The only reason you are not getting *pummelled* is out of respect of a moderator who stepped in immediately in post #6 and told us to "stand down".

The contractors here for the most part are honest businessmen who work hard every day to combat the negative image we have. If your intentions are as they seem, you aren't going to get any good news here.

I can't comment on what California will do, because I don't know. I can only hope that if your intentions are what they appear to be, they suspend your license.


----------



## XanadooLTD (Oct 6, 2007)

i hope you run your dozer better than your business. This doesn't sound like this will end up good for you. Sorry about your luck.


----------



## Tinstaafl (Jan 6, 2008)

piercekiltoff said:


> The reality is, you're only hope with the lien is to scare them into paying by yelling legal gibberish at them like a Harvard spider monkey after a weekend of cramming with Red Bull main lined into their non-primary limb.


Oh man, that right there is the quote of the month. Totally blew the actual OP right out of my mind! :laughing::thumbsup:


----------



## mikec (Jan 2, 2007)

I understand what Gus is saying, but c'mon. This guy is what gives us all a bad name. 

He started work without a permit, then when he hit trouble he had the HO pull a permit. Then after screwing this project up from the start, he figures he is owed for the full cost, even though he did much less than the original scope.

I for one hope your license is taken away, and they pursue criminal charges against you. In your own words you're not "clean".
Well sir this site is for clean contractors, not crooks looking for help on how to get out of trouble.


----------



## Gus Dering (Oct 14, 2008)

Paranoid Whale said:


> I don’t mind to be criticized as well as open and brutal comments. I know I am not “clean”.

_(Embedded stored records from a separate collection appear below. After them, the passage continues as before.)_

//! Terminal frontend for oxo.

#![warn(missing_docs)]

mod app;
mod cli;
mod input;
mod orchestrator;
mod ui;

use anyhow::Result;
use clap::Parser;
use crossterm::{
    event::{self, Event, KeyCode},
    execute,
    terminal::{disable_raw_mode, enable_raw_mode, EnterAlternateScreen, LeaveAlternateScreen},
};
use oxo_core::{MatchEvent, Player, Position};
use ratatui::{backend::CrosstermBackend, Terminal};
use std::io;
use std::time::Duration;
use tokio::sync::mpsc;
use tracing::info;

use app::App;
use orchestrator::{Orchestrator, Pacing, UiCommand};

#[tokio::main]
async fn main() -> Result<()> {
    let cli = cli::Cli::parse();

    // Log to a file; the terminal belongs to the UI.
    let log_file = std::fs::File::create(&cli.log_file)?;
    tracing_subscriber::fmt()
        .with_env_filter(
            tracing_subscriber::EnvFilter::try_from_default_env()
                .unwrap_or_else(|_| tracing_subscriber::EnvFilter::new("info")),
        )
        .with_writer(std::sync::Arc::new(log_file))
        .with_ansi(false)
        .init();

    info!("starting oxo");

    enable_raw_mode()?;
    let mut stdout = io::stdout();
    execute!(stdout, EnterAlternateScreen)?;
    let backend = CrosstermBackend::new(stdout);
    let mut terminal = Terminal::new(backend)?;

    let res = run(&mut terminal, &cli).await;

    disable_raw_mode()?;
    execute!(terminal.backend_mut(), LeaveAlternateScreen)?;
    terminal.show_cursor()?;

    if let Err(err) = res {
        eprintln!("Error: {err}");
    }

    Ok(())
}

/// Outcome of a game-screen session.
enum GameExit {
    /// Back to the setup screen (dropping the match and its scores).
    Menu,
    /// Leave the application.
    Quit,
}

async fn run<B: ratatui::backend::Backend>(
    terminal: &mut Terminal<B>,
    cli: &cli::Cli,
) -> Result<()> {
    let pacing = Pacing {
        ai_delay: Duration::from_millis(cli.ai_delay_ms),
        reset_delay: Duration::from_millis(cli.reset_delay_ms),
    };
    let mut app = App::new();

    // The --symbol flag seeds only the first match; after a return to
    // the menu the setup screen takes over.
    let mut preset = cli.symbol;

    loop {
        let human = match preset.take() {
            Some(mark) => mark,
            None => match setup(terminal, &mut app)? {
                Some(mark) => mark,
                None => return Ok(()),
            },
        };

        info!(%human, "entering game screen");
        app.begin_match(human);

        let (cmd_tx, cmd_rx) = mpsc::unbounded_channel();
        let (event_tx, mut event_rx) = mpsc::unbounded_channel();
        let worker = tokio::spawn(Orchestrator::new(human, pacing, cmd_rx, event_tx).run());

        let exit = game(terminal, &mut app, cmd_tx, &mut event_rx).await;
        worker.abort();

        match exit? {
            GameExit::Menu => app.to_menu(),
            GameExit::Quit => return Ok(()),
        }
    }
}

/// Symbol-selection screen. Returns the chosen mark, or None to quit.
fn setup<B: ratatui::backend::Backend>(
    terminal: &mut Terminal<B>,
    app: &mut App,
) -> Result<Option<Player>> {
    loop {
        terminal.draw(|f| ui::draw(f, app))?;

        if event::poll(Duration::from_millis(100))? {
            if let Event::Key(key) = event::read()? {
                match key.code {
                    KeyCode::Char('q') | KeyCode::Esc => return Ok(None),
                    KeyCode::Left | KeyCode::Right | KeyCode::Tab => app.toggle_picker(),
                    KeyCode::Char('x') | KeyCode::Char('X') => return Ok(Some(Player::X)),
                    KeyCode::Char('o') | KeyCode::Char('O') => return Ok(Some(Player::O)),
                    KeyCode::Enter => return Ok(Some(app.picker())),
                    _ => {}
                }
            }
        }
    }
}

/// Game-screen loop: render, apply orchestrator events, forward input.
async fn game<B: ratatui::backend::Backend>(
    terminal: &mut Terminal<B>,
    app: &mut App,
    cmd_tx: mpsc::UnboundedSender<UiCommand>,
    event_rx: &mut mpsc::UnboundedReceiver<MatchEvent>,
) -> Result<GameExit> {
    loop {
        terminal.draw(|f| ui::draw(f, app))?;

        while let Ok(event) = event_rx.try_recv() {
            app.on_match_event(event);
        }

        if event::poll(Duration::from_millis(50))? {
            if let Event::Key(key) = event::read()? {
                match key.code {
                    KeyCode::Char('q') => return Ok(GameExit::Quit),
                    KeyCode::Char('m') => return Ok(GameExit::Menu),
                    KeyCode::Char(c) if c.is_ascii_digit() => {
                        let digit = c.to_digit(10).unwrap_or(0) as usize;
                        if (1..=9).contains(&digit) {
                            if let Some(pos) = Position::from_index(digit - 1) {
                                let _ = cmd_tx.send(UiCommand::Cell(pos));
                            }
                        }
                    }
                    KeyCode::Enter | KeyCode::Char(' ') => {
                        let _ = cmd_tx.send(UiCommand::Cell(app.cursor()));
                    }
                    code @ (KeyCode::Up | KeyCode::Down | KeyCode::Left | KeyCode::Right) => {
                        app.move_cursor(code);
                    }
                    _ => {}
                }
            }
        }
    }
}
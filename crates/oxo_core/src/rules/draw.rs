//! Draw detection.

use crate::types::{Board, Square};

/// Checks if the board is full (all squares occupied).
///
/// A full board with no completed line is a draw.
pub fn is_full(board: &Board) -> bool {
    board.squares().iter().all(|s| *s != Square::Empty)
}
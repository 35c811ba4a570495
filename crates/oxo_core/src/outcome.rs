//! Round outcomes.

use crate::position::Position;
use crate::types::Player;
use serde::{Deserialize, Serialize};

/// A completed line: the winner and the three positions forming it.
///
/// The line is carried so frontends can highlight the winning cells.
#[derive(Debug, Clone, Copy, PartialEq, Eq, Hash, Serialize, Deserialize)]
pub struct Win {
    /// The player holding the line.
    pub player: Player,
    /// The three aligned positions, in scan order.
    pub line: [Position; 3],
}

/// Outcome of a finished round.
///
/// An ongoing round has no outcome; detectors return `Option<Outcome>`
/// and an in-progress round carries no outcome field at all.
#[derive(Debug, Clone, Copy, PartialEq, Eq, Hash, Serialize, Deserialize)]
pub enum Outcome {
    /// A player completed a line.
    Winner(Win),
    /// The board filled with no line completed.
    Draw,
}

impl Outcome {
    /// Returns the winner if there is one.
    pub fn winner(&self) -> Option<Player> {
        match self {
            Outcome::Winner(win) => Some(win.player),
            Outcome::Draw => None,
        }
    }

    /// Returns the winning line details if there is a winner.
    pub fn win(&self) -> Option<&Win> {
        match self {
            Outcome::Winner(win) => Some(win),
            Outcome::Draw => None,
        }
    }

    /// Returns true if the round was a draw.
    pub fn is_draw(&self) -> bool {
        matches!(self, Outcome::Draw)
    }
}

impl std::fmt::Display for Outcome {
    fn fmt(&self, f: &mut std::fmt::Formatter<'_>) -> std::fmt::Result {
        match self {
            Outcome::Winner(win) => write!(f, "Player {} wins", win.player),
            Outcome::Draw => write!(f, "Draw"),
        }
    }
}
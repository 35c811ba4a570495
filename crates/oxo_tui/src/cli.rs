//! Command-line interface for the oxo terminal client.

use clap::Parser;
use oxo_core::Player;
use std::path::PathBuf;

/// oxo - tic-tac-toe against a minimax opponent
#[derive(Parser, Debug)]
#[command(name = "oxo")]
#[command(about = "Play tic-tac-toe against a minimax opponent", long_about = None)]
#[command(version)]
pub struct Cli {
    /// Play as this mark and skip the selection screen (x or o)
    #[arg(short, long, value_parser = parse_mark)]
    pub symbol: Option<Player>,

    /// Pause before the computer's reply, in milliseconds
    #[arg(long, default_value_t = 500)]
    pub ai_delay_ms: u64,

    /// Pause before the board clears after a finished round, in milliseconds
    #[arg(long, default_value_t = 1500)]
    pub reset_delay_ms: u64,

    /// Trace output file (the terminal belongs to the UI)
    #[arg(long, default_value = "oxo.log")]
    pub log_file: PathBuf,
}

fn parse_mark(value: &str) -> Result<Player, String> {
    match value.to_ascii_lowercase().as_str() {
        "x" => Ok(Player::X),
        "o" | "0" => Ok(Player::O),
        other => Err(format!("expected 'x' or 'o', got '{other}'")),
    }
}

This statement is what makes this guy different than the rest of the one post wonders. He knows he screwed up and is looking to find out how bad it's going to be for him.



mikec said:


> I understand what Gus is saying, but c'mon. This guy is what gives us all a bad name.
> 
> He started work without a permit, then when he hit trouble he had the HO pull a permit. Then after screwing this project up from the start, he figures he is owed for the full cost, even though he did much less than the original scope.
> 
> ...


There is not one regular here that would argue against your point of view. 
In an effort to keep things more informative and civil we might just offer facts and suggestions rather than to root for the OP's head on a stick. 
After all he admits his errors openly and just wants to know how bad is it. That in itself is a breath of fresh air compared to some of the other train wreck threads in the past.

Fines - how much? 
Suspension - how long?
Jail- yes or no

I will go out on a limb and say there is but one member that knows what is possible here. That guy that used to work for the Cal license board. If he pops in great. Other than that I wouldn't give weight to much.


----------



## Paranoid Whale (Oct 25, 2009)

Gus Dering said:


> This statement is what makes this guy different than the rest of the one post wonders. He knows he screwed up and is looking to find out how bad it's going to be for him.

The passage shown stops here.